En este contexto, las redes sociales y el e-mailing cobran una importancia estratégica crucial, deviniendo claves en todos y cada uno de los puntos de la cadena de servicios del comercio B2C, desde la detección de las necesidades del mercado hasta la evaluación de la satisfacción del cliente:

  • Detección de las necesidades: tanto en estrategias comerciales orientadas a nichos de mercado concretos como en las basadas en la cantidad de tráfico y afluencia, las redes sociales y el e-mailing representan fuentes de datos e informaciones prácticamente inagotables, algo fundamental para diseñar productos y servicios adaptados a las necesidades concretas de los consumidores.

  • Seducción: según el informe del ONTSI, 1 de cada 3 usuarios de redes sociales ya las utiliza para establecer relaciones comerciales empresa-consumidor.
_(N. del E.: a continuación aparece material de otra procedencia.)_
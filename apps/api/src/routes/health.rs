use axum::{extract::State, Json};
use serde_json::{json, Value};

use crate::state::AppState;

/// GET /health
/// Returns a simple status object with service version and fleet size.
pub async fn health_handler(State(state): State<AppState>) -> Json<Value> {
    Json(json!({
        "status": "ok",
        "version": env!("CARGO_PKG_VERSION"),
        "service": "carrent-api",
        "model": state.config.llm_model,
        "vehicles": state.catalog.len()
    }))
}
Se perfilan, pues, como el nuevo gran campo de batalla en el que se libre la lucha por la captación de nuevos clientes.

  • Gestión de pedidos y ventas. Teniendo en cuenta una vez más el informe del ONTSI, los consumidores elegirán un proveedor u otro principalmente en función de tres criterios: precio del producto o el servicio ofrecido, políticas de envío (gastos y tiempo) y garantía de devolución. En este sentido, también las redes sociales y las comunicaciones establecidas mediante envíos de correos electrónicos informativos tendrán un rol protagonista, permitiendo hacer llegar la información sobre estos criterios clave a un público cada vez más masivo.
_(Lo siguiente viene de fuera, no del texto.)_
use axum::{
    http::StatusCode,
    response::{IntoResponse, Response},
    Json,
};
use serde::Serialize;
use serde_json::json;
use thiserror::Error;

/// A single field-level validation message, keyed by the wire field name.
#[derive(Debug, Clone, PartialEq, Eq, Serialize)]
pub struct FieldError {
    pub field: &'static str,
    pub message: String,
}

/// Ordered set of field errors. Never constructed empty by the validators.
#[derive(Debug, Clone, Default, PartialEq, Eq, Serialize)]
#[serde(transparent)]
pub struct ValidationErrors(Vec<FieldError>);

impl ValidationErrors {
    pub fn new() -> Self {
        Self::default()
    }

    pub fn push(&mut self, field: &'static str, message: impl Into<String>) {
        self.0.push(FieldError {
            field,
            message: message.into(),
        });
    }

    pub fn is_empty(&self) -> bool {
        self.0.is_empty()
    }

    #[cfg(test)]
    pub fn fields(&self) -> &[FieldError] {
        &self.0
    }

    #[cfg(test)]
    pub fn has(&self, field: &str) -> bool {
        self.0.iter().any(|e| e.field == field)
    }

    /// `Ok(())` when nothing was recorded.
    pub fn into_result(self) -> Result<(), ValidationErrors> {
        if self.is_empty() {
            Ok(())
        } else {
            Err(self)
        }
    }
}

impl std::fmt::Display for ValidationErrors {
    fn fmt(&self, f: &mut std::fmt::Formatter<'_>) -> std::fmt::Result {
        let joined = self
            .0
            .iter()
            .map(|e| format!("{}: {}", e.field, e.message))
            .collect::<Vec<_>>()
            .join("; ");
        f.write_str(&joined)
    }
}

impl std::error::Error for ValidationErrors {}

/// Application-level error type for the REST endpoints.
/// Implements `IntoResponse` so Axum handlers can return `Result<T, AppError>`.
#[derive(Debug, Error)]
pub enum AppError {
    #[error("Not found: {0}")]
    NotFound(String),

    #[error("Bad request: {0}")]
    BadRequest(String),

    #[error("Validation error: {0}")]
    Validation(#[from] ValidationErrors),

    #[error("Internal server error: {0}")]
    Internal(#[from] anyhow::Error),
}

impl IntoResponse for AppError {
    fn into_response(self) -> Response {
        let (status, code, message, details) = match &self {
            AppError::NotFound(msg) => (StatusCode::NOT_FOUND, "NOT_FOUND", msg.clone(), None),
            AppError::BadRequest(msg) => {
                (StatusCode::BAD_REQUEST, "BAD_REQUEST", msg.clone(), None)
            }
            AppError::Validation(errors) => (
                StatusCode::BAD_REQUEST,
                "VALIDATION_ERROR",
                "One or more fields are invalid".to_string(),
                Some(errors.clone()),
            ),
            AppError::Internal(e) => {
                tracing::error!("Internal error: {e:?}");
                (
                    StatusCode::INTERNAL_SERVER_ERROR,
                    "INTERNAL_ERROR",
                    "An internal server error occurred".to_string(),
                    None,
                )
            }
        };

        let mut error = json!({
            "code": code,
            "message": message,
        });
        if let Some(details) = details {
            error["details"] = json!(details);
        }

        (status, Json(json!({ "error": error }))).into_response()
    }
}

#[cfg(test)]
mod tests {
    use super::*;

    #[test]
    fn test_validation_errors_display_joins_fields() {
        let mut errors = ValidationErrors::new();
        errors.push("intendedUse", "too short");
        errors.push("distance", "out of range");
        assert_eq!(
            errors.to_string(),
            "intendedUse: too short; distance: out of range"
        );
        assert!(errors.has("distance"));
        assert!(!errors.has("preferences"));
    }

    #[test]
    fn test_into_result_empty_is_ok() {
        assert!(ValidationErrors::new().into_result().is_ok());
        let mut errors = ValidationErrors::new();
        errors.push("phone", "required");
        assert_eq!(errors.clone().into_result(), Err(errors));
    }

    #[test]
    fn test_validation_error_maps_to_bad_request() {
        let mut errors = ValidationErrors::new();
        errors.push("phone", "required");
        let response = AppError::Validation(errors).into_response();
        assert_eq!(response.status(), StatusCode::BAD_REQUEST);
    }

    #[test]
    fn test_bad_request_maps_to_400() {
        let response = AppError::BadRequest("phone: invalid type".into()).into_response();
        assert_eq!(response.status(), StatusCode::BAD_REQUEST);
    }

    #[test]
    fn test_not_found_maps_to_404() {
        let response = AppError::NotFound("Vehicle x not found".into()).into_response();
        assert_eq!(response.status(), StatusCode::NOT_FOUND);
    }

    #[test]
    fn test_internal_hides_detail_status() {
        let response = AppError::Internal(anyhow::anyhow!("secret detail")).into_response();
        assert_eq!(response.status(), StatusCode::INTERNAL_SERVER_ERROR);
    }
}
  • Evaluación de la satisfacción: la satisfacción de los clientes en el contexto del comercio B2C cobra una importancia especialmente relevante, no solo en lo que a posibilidades de fidelización se refiere. Sin duda, la fidelización de los clientes depende en gran medida del grado de satisfacción obtenido en su experiencia como consumidores, que a su vez remite de un modo relevante a la atención y el servicio postventa ofrecido por los prestadores de bienes y servicios. Si tenemos en cuenta que las redes sociales representan un altavoz sin igual para comunicar este grado de satisfacción entre consumidores, no nos costará advertir de qué modo y en qué sentido los comentarios vertidos en ellas por parte de los usuarios afectan de un modo crítico al prestigio de las compañías, con el consiguiente beneficio o perjuicio (según el sentido de dichos comentarios) que esto representa para las posibilidades de captación de nuevos clientes.

No cabe duda, pues, que según lo que se desprende de los informes recientes y de lo visto aquí sobre los retos y las oportunidades que representa el comercio B2C, las redes sociales y el e-mailing no solo seguirán siendo cruciales para el desarrollo de las transacciones comerciales directas entre empresas y consumidores, sino que se convertirán en dos de las principales prioridades para toda estrategia comercial que pretenda tener éxito en la red.